Description of the task :: Which lines of the entries below include "AudioSource"? List them all.

== Exercise data ==

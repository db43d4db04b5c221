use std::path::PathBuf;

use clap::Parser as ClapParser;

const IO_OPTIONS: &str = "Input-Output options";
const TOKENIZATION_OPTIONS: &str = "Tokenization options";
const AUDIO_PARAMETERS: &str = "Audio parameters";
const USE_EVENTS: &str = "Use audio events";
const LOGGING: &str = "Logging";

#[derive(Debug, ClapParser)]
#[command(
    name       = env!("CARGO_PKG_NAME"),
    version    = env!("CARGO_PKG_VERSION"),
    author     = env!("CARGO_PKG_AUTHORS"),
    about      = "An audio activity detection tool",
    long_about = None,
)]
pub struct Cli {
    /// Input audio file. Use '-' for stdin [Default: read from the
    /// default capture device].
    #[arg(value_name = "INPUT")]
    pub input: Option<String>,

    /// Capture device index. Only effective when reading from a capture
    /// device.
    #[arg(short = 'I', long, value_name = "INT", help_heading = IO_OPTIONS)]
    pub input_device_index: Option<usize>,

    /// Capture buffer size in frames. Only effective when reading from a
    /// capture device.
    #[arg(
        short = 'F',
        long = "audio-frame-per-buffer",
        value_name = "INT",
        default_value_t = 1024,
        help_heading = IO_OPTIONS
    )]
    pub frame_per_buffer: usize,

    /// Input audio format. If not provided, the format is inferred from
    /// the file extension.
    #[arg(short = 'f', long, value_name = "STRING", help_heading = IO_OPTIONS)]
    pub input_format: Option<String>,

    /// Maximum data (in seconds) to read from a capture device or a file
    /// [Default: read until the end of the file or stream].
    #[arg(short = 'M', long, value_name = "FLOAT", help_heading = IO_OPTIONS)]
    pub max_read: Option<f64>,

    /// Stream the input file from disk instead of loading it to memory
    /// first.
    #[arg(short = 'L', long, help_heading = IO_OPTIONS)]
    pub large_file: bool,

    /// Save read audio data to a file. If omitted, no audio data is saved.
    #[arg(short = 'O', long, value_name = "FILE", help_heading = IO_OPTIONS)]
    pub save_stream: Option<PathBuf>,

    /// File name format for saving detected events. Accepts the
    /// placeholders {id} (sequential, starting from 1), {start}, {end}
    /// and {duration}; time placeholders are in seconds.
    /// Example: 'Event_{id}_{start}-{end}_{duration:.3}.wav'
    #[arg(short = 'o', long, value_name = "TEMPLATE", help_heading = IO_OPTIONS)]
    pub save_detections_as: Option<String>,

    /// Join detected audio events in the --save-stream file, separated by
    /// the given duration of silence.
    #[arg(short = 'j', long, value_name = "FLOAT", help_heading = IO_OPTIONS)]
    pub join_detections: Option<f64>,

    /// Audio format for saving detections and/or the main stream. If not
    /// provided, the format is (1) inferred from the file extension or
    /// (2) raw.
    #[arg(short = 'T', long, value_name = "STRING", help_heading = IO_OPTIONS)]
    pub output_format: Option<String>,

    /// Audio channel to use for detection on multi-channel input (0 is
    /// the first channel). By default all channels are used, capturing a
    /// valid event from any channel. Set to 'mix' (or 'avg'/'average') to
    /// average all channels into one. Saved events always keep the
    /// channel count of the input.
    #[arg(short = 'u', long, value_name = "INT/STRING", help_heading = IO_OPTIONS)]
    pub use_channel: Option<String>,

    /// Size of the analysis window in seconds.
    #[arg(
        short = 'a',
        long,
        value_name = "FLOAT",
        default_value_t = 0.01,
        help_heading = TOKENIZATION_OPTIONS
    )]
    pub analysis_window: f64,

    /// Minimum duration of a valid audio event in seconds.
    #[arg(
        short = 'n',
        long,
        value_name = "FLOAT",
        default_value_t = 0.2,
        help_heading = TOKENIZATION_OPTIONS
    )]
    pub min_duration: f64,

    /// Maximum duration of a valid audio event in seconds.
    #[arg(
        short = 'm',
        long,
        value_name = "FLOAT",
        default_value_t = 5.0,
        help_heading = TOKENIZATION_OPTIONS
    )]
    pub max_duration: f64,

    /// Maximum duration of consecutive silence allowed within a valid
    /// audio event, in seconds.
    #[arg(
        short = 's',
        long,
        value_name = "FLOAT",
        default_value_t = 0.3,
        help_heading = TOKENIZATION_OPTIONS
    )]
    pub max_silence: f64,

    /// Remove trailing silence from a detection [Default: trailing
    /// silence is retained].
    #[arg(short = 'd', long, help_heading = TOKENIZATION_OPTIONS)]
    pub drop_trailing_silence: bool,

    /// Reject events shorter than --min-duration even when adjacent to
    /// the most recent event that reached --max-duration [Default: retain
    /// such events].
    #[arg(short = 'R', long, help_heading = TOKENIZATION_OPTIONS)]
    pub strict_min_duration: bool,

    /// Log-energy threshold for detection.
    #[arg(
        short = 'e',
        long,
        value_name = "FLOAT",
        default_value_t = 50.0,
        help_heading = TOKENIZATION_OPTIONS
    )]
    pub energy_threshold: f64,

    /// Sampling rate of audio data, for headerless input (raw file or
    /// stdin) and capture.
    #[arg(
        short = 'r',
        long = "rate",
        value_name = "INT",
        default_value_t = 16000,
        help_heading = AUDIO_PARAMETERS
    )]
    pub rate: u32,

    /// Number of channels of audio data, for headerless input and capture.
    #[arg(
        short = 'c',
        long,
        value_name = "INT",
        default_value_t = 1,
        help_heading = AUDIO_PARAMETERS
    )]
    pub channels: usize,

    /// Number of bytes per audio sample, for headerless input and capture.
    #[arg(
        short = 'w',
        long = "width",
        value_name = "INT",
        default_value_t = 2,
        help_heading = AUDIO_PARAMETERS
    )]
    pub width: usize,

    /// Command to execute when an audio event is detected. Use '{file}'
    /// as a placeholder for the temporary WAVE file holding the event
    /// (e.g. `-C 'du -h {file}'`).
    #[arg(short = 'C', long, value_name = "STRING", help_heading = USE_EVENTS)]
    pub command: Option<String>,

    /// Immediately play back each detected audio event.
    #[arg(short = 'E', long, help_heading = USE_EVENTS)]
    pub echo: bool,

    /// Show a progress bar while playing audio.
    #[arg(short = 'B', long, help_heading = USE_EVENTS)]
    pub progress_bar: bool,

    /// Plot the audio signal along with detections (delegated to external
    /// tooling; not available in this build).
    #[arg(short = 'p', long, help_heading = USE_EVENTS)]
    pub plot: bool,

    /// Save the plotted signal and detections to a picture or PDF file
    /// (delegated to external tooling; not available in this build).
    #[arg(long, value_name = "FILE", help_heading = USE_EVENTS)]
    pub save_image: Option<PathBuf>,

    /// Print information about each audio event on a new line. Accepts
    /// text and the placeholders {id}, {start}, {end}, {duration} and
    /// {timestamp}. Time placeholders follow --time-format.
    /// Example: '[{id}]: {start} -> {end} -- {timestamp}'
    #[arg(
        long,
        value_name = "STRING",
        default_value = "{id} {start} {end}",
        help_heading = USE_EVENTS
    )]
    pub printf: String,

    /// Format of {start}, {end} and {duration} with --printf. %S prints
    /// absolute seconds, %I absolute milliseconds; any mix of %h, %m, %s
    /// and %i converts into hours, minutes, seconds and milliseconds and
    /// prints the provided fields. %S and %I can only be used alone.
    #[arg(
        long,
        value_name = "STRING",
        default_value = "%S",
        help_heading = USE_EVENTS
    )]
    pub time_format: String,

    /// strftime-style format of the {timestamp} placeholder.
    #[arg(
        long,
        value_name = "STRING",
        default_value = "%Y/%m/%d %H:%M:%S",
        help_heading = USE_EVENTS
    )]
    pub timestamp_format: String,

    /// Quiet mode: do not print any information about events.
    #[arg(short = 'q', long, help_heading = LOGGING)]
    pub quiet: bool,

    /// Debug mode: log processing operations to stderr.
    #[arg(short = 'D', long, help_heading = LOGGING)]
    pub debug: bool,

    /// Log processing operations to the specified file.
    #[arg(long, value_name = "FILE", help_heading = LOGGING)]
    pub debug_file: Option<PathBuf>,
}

===
== Exercise data ==

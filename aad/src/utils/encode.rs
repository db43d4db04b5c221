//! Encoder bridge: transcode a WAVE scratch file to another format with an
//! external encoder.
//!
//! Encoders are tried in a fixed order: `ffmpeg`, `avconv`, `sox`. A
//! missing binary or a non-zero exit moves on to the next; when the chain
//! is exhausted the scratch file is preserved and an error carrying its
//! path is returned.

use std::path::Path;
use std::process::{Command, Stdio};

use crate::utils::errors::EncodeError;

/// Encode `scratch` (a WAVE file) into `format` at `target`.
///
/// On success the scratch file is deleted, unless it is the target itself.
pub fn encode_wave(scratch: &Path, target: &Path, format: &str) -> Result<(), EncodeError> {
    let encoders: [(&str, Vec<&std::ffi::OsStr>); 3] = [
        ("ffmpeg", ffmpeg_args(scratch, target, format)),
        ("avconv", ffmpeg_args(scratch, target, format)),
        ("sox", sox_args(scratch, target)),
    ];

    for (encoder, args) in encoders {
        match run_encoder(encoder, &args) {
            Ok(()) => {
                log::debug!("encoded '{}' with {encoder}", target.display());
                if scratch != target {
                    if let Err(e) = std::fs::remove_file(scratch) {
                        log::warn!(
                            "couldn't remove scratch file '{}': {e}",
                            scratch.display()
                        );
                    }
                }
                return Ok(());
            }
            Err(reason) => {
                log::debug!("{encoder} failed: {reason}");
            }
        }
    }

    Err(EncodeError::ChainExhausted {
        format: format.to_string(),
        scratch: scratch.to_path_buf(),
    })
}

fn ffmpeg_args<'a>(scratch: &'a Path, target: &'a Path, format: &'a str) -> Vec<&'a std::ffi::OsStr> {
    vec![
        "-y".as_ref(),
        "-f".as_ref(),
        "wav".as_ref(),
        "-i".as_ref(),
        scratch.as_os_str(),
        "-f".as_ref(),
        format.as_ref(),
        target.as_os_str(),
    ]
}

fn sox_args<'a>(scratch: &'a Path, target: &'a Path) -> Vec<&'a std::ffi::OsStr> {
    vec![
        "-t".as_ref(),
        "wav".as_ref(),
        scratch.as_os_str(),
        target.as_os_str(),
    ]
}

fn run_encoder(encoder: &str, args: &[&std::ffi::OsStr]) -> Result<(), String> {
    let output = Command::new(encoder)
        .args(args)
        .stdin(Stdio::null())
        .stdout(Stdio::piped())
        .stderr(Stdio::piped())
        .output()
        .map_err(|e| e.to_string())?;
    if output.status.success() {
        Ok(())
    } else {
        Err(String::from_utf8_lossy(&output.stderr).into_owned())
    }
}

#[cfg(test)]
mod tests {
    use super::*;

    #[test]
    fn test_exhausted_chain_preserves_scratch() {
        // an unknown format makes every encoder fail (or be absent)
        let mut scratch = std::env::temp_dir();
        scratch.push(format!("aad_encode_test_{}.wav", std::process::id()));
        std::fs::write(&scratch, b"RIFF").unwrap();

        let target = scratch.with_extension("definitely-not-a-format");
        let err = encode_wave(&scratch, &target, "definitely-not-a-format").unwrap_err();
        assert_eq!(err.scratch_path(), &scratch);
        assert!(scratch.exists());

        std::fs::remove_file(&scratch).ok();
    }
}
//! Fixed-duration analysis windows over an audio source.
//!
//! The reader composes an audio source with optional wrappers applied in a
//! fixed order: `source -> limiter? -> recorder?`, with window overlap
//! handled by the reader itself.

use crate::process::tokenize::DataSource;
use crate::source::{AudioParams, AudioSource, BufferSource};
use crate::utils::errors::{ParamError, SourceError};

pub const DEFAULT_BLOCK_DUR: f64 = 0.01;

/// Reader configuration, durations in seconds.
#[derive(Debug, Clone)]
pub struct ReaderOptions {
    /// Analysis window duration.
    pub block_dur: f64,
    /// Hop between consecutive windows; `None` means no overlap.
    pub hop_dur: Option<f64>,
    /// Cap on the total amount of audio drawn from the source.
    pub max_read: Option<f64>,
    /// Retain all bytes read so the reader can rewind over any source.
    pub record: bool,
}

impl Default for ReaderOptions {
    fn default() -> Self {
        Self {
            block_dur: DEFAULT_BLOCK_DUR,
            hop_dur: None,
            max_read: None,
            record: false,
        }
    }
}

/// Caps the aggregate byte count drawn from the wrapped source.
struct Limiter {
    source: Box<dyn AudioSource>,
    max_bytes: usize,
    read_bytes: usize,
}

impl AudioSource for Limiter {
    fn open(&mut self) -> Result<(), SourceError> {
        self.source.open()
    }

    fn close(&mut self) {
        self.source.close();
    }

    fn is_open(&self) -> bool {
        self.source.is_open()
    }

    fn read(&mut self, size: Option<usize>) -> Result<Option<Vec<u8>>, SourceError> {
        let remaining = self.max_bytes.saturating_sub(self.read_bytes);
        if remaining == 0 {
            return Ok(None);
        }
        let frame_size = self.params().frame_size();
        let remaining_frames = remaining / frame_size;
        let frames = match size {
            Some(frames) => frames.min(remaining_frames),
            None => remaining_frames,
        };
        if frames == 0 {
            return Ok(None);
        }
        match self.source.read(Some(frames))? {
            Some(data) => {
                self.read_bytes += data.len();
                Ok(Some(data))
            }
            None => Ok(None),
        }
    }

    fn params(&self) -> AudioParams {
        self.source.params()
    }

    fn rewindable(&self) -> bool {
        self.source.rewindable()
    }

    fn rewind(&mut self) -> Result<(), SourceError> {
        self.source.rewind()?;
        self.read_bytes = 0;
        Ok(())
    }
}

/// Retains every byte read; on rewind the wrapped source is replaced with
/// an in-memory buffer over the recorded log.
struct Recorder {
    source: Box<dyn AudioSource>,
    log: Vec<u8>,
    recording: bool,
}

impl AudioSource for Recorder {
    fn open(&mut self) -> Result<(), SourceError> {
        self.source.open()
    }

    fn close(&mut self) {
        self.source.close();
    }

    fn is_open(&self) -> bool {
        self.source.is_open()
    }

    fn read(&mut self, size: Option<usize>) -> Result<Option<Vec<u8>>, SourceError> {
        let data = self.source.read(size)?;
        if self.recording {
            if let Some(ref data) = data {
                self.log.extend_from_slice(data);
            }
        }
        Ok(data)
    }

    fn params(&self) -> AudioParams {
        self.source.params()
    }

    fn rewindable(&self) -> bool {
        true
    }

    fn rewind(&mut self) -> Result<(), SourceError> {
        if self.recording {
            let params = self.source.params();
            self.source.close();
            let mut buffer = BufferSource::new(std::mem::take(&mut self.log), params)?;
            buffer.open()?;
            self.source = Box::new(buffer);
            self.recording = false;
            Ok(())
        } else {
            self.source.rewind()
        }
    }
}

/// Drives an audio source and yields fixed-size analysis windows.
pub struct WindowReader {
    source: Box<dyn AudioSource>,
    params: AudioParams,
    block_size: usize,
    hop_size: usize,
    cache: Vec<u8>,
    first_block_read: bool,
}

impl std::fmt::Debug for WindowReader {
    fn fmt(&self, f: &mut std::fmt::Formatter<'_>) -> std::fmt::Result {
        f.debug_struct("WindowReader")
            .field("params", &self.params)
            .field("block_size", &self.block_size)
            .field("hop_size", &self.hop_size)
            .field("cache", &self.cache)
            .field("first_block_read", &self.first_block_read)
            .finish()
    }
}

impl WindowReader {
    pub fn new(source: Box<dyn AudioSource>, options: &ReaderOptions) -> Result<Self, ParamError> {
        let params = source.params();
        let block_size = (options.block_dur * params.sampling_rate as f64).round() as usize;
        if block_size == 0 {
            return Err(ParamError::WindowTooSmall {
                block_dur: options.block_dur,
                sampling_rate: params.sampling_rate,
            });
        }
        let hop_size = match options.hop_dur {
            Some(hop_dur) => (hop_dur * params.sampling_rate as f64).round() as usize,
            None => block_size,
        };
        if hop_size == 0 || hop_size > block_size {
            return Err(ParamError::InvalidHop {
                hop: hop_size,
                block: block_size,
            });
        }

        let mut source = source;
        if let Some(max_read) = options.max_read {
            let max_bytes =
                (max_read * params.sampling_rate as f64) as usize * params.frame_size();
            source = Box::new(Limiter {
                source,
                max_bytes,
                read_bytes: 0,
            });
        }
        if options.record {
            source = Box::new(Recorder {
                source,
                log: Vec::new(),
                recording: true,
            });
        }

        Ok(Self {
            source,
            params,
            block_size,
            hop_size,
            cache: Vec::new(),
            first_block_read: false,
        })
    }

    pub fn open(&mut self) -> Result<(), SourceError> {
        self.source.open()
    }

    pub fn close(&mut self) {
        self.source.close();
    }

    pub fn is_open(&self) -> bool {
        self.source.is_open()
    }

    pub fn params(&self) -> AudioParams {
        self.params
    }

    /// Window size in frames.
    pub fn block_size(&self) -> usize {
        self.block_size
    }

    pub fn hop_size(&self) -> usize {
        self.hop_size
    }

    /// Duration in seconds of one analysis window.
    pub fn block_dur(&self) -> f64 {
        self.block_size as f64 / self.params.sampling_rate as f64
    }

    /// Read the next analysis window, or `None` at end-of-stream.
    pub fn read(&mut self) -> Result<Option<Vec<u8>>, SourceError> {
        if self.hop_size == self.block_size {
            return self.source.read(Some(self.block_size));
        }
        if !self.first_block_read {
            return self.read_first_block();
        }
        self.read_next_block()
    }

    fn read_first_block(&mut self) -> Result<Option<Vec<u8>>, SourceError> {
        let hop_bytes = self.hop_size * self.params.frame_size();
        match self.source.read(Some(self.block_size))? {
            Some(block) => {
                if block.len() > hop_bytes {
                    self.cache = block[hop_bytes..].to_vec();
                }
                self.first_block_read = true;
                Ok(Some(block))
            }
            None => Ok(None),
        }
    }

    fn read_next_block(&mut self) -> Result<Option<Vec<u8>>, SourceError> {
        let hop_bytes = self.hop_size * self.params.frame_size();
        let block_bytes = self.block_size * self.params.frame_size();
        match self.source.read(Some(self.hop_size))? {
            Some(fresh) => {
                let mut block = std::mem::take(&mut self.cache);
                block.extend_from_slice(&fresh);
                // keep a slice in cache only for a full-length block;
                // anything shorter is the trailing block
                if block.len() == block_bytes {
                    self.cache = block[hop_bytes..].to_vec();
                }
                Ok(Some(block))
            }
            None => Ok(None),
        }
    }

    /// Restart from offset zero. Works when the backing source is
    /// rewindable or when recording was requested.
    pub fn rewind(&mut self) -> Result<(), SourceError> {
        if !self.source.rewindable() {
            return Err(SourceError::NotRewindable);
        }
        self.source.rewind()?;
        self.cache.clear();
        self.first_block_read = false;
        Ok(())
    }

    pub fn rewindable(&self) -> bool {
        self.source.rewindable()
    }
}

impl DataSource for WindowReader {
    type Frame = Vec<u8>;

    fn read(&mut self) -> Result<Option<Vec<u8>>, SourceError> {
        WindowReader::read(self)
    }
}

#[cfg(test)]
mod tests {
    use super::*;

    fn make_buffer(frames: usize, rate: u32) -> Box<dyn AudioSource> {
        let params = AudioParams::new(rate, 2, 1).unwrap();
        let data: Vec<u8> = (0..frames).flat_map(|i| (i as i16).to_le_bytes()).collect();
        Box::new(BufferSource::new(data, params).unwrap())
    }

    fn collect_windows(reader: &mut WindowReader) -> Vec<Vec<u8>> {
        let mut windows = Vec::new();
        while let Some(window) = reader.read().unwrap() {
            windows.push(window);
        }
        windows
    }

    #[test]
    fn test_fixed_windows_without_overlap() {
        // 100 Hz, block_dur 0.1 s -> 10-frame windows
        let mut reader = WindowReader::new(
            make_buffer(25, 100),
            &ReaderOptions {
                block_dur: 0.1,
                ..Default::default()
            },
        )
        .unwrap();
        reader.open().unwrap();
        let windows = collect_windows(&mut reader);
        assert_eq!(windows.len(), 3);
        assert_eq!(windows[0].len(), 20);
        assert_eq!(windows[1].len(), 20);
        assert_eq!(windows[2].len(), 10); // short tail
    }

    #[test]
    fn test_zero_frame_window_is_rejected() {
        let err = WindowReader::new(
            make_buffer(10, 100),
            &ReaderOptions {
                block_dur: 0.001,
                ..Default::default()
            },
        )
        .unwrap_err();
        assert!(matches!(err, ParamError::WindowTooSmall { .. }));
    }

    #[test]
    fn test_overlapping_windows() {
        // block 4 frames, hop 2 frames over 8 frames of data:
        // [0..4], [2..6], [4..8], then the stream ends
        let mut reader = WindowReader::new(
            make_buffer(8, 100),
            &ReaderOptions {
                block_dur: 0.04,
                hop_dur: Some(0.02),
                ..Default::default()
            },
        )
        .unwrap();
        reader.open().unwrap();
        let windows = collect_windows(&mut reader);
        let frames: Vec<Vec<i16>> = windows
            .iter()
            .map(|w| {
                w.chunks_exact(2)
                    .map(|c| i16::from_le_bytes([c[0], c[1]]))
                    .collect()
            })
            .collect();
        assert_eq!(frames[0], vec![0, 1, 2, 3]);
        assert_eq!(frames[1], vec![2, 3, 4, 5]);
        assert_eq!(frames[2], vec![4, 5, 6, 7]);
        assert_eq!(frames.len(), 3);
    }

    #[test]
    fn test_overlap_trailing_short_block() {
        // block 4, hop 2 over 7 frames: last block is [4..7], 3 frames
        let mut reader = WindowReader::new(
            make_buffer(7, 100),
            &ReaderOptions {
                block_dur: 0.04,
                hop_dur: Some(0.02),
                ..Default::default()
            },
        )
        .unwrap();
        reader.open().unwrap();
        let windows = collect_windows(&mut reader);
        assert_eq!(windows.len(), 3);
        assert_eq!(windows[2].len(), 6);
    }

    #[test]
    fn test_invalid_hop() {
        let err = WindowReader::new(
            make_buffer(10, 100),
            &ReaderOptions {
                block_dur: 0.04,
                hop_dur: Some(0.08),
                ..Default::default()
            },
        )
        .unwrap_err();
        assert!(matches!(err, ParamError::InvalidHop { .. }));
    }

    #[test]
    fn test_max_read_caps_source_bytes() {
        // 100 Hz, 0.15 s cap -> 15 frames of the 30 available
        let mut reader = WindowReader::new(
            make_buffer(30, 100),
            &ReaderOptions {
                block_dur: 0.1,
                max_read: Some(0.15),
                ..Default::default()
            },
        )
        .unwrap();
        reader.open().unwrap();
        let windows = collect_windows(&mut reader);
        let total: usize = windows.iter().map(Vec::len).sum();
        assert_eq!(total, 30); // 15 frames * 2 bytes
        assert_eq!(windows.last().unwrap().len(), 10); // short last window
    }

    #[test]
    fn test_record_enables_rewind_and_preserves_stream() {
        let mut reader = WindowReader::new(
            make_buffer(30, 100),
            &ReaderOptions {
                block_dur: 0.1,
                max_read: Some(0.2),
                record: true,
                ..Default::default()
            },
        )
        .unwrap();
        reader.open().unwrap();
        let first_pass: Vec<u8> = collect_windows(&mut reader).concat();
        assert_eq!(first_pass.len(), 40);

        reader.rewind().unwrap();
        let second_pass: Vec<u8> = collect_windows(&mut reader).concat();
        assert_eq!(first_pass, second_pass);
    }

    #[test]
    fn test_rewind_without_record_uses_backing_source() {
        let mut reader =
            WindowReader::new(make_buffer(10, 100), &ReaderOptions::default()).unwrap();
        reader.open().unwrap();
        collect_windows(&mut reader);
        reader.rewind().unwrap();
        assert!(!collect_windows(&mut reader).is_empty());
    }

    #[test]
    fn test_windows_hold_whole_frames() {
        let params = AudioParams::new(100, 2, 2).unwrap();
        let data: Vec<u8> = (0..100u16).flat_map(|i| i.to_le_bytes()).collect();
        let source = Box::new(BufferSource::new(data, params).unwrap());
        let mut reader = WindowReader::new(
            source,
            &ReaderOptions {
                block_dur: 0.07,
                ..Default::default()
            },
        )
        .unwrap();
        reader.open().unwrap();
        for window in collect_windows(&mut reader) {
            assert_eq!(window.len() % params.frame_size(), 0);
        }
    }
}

===
== Exercise data ==

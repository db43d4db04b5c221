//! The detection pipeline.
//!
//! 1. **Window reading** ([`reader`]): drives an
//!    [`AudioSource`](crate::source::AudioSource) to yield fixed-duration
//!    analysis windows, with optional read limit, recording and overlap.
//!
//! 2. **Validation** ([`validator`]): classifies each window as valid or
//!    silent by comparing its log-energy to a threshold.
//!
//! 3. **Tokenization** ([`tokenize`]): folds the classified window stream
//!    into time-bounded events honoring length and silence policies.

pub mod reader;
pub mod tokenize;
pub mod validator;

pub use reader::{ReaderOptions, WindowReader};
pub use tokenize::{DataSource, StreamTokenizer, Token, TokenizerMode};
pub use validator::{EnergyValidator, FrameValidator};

===

Solution ::
use crate::source::{AudioParams, AudioSource, BufferSource};
    source: Box<dyn AudioSource>,
impl AudioSource for Limiter {
    source: Box<dyn AudioSource>,
impl AudioSource for Recorder {
    source: Box<dyn AudioSource>,
    pub fn new(source: Box<dyn AudioSource>, options: &ReaderOptions) -> Result<Self, ParamError> {
    fn make_buffer(frames: usize, rate: u32) -> Box<dyn AudioSource> {
//!    [`AudioSource`](crate::source::AudioSource) to yield fixed-duration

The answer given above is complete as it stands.